**Task details**
Below are some records. Reproduce them exactly from their first line through the line with "for (path, hex)", inclusive.

**Collected data**
○ ○ ○ ○

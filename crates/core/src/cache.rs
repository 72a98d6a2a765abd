//! Run-scoped caches shared by the evaluator and the orchestrator

use crate::content::ContentStore;
use crate::hash::DigestEngine;

/// The file-content and hash caches of one run.
///
/// Created empty for every run and dropped with it. Remote files are
/// assumed not to change while a run is in progress, so nothing is ever
/// invalidated.
#[derive(Debug, Default)]
pub struct RunCaches {
    pub contents: ContentStore,
    pub digests: DigestEngine,
}

impl RunCaches {
    #[must_use]
    pub fn new() -> Self {
        Self::default()
    }

    /// Log every cached hash and content size at debug level
    pub fn log_summary(&self) {
        for (path, hex) in self.digests.hexes() {
            tracing::debug!("Hash for file '{path}' was '{hex}'");
        }
        for (path, size) in self.contents.sizes() {
            tracing::debug!("File '{path}' had {size} bytes in cache");
        }
    }
}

○ ○ ○ ○

**Answer to this problem**
filename crates/core/src/cache.rs
repository 72a98d6a2a765abd
//! Run-scoped caches shared by the evaluator and the orchestrator

use crate::content::ContentStore;
use crate::hash::DigestEngine;

/// The file-content and hash caches of one run.
///
/// Created empty for every run and dropped with it. Remote files are
/// assumed not to change while a run is in progress, so nothing is ever
/// invalidated.
#[derive(Debug, Default)]
pub struct RunCaches {
    pub contents: ContentStore,
    pub digests: DigestEngine,
}

impl RunCaches {
    #[must_use]
    pub fn new() -> Self {
        Self::default()
    }

    /// Log every cached hash and content size at debug level
    pub fn log_summary(&self) {
        for (path, hex) in self.digests.hexes() {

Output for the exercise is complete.